▶ **Stored items**
★ ★ ★ ★

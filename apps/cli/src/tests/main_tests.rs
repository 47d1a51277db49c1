use super::*;

fn text(bytes: Vec<u8>) -> String {
    String::from_utf8(bytes).expect("utf8")
}

#[test]
fn parses_flags_and_inputs() {
    let args = Args::parse_from(["droot", "--json", "--stop-at", "20", "56", "1-3"]);
    assert!(args.json);
    assert!(!args.interactive);
    assert_eq!(args.inputs, vec!["56", "1-3"]);
    assert_eq!(args.options().stop_at, 20);
    assert_eq!(args.options().max_terms, engine::options::DEFAULT_MAX_TERMS);
}

#[test]
fn one_shot_prints_each_input() {
    let mut out = Vec::new();
    run_once(
        &["56".to_string(), "8-5".to_string()],
        &mut out,
        EngineOptions::default(),
        false,
    )
    .expect("run");

    assert_eq!(
        text(out),
        "56\n  5+6 = 11\n  1+1 = 2\n  root: 2\nPlease input the ascending range\n"
    );
}

#[test]
fn one_shot_json_emits_one_line_per_input() {
    let mut out = Vec::new();
    run_once(&["7,7".to_string()], &mut out, EngineOptions::default(), true).expect("run");

    let output = text(out);
    let response: ComputeResponse = serde_json::from_str(output.trim()).expect("json");
    assert_eq!(response.sanitized, "7,7");
    assert_eq!(response.results.len(), 1);
}

#[test]
fn interactive_skips_suppressed_lines() {
    let stdin = "5\n5\n5,\n5,6\n".as_bytes();
    let mut out = Vec::new();
    run_interactive(stdin, &mut out, EngineOptions::default(), false).expect("run");

    assert_eq!(
        text(out),
        "5\n  5 = 5\n  root: 5\n5\n  5 = 5\n  root: 5\n\n6\n  6 = 6\n  root: 6\n"
    );
}

#[test]
fn truncated_ranges_are_flagged() {
    let options = EngineOptions {
        max_terms: 2,
        ..EngineOptions::default()
    };
    let mut out = Vec::new();
    run_once(&["1-5".to_string()], &mut out, options, false).expect("run");
    assert_eq!(
        text(out),
        "1\n  1 = 1\n  root: 1\n\n2\n  2 = 2\n  root: 2\n(range truncated)\n"
    );

    let mut out = Vec::new();
    run_once(&["1-5".to_string()], &mut out, options, true).expect("run");
    let response: ComputeResponse = serde_json::from_str(text(out).trim()).expect("json");
    assert!(response.truncated);
}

★ ★ ★ ★

▶ **Work request**
In the records above, locate the lines holding the word "trim". Copy each of them.

▶ **Answer area**
    let response: ComputeResponse = serde_json::from_str(output.trim()).expect("json");
    let response: ComputeResponse = serde_json::from_str(text(out).trim()).expect("json");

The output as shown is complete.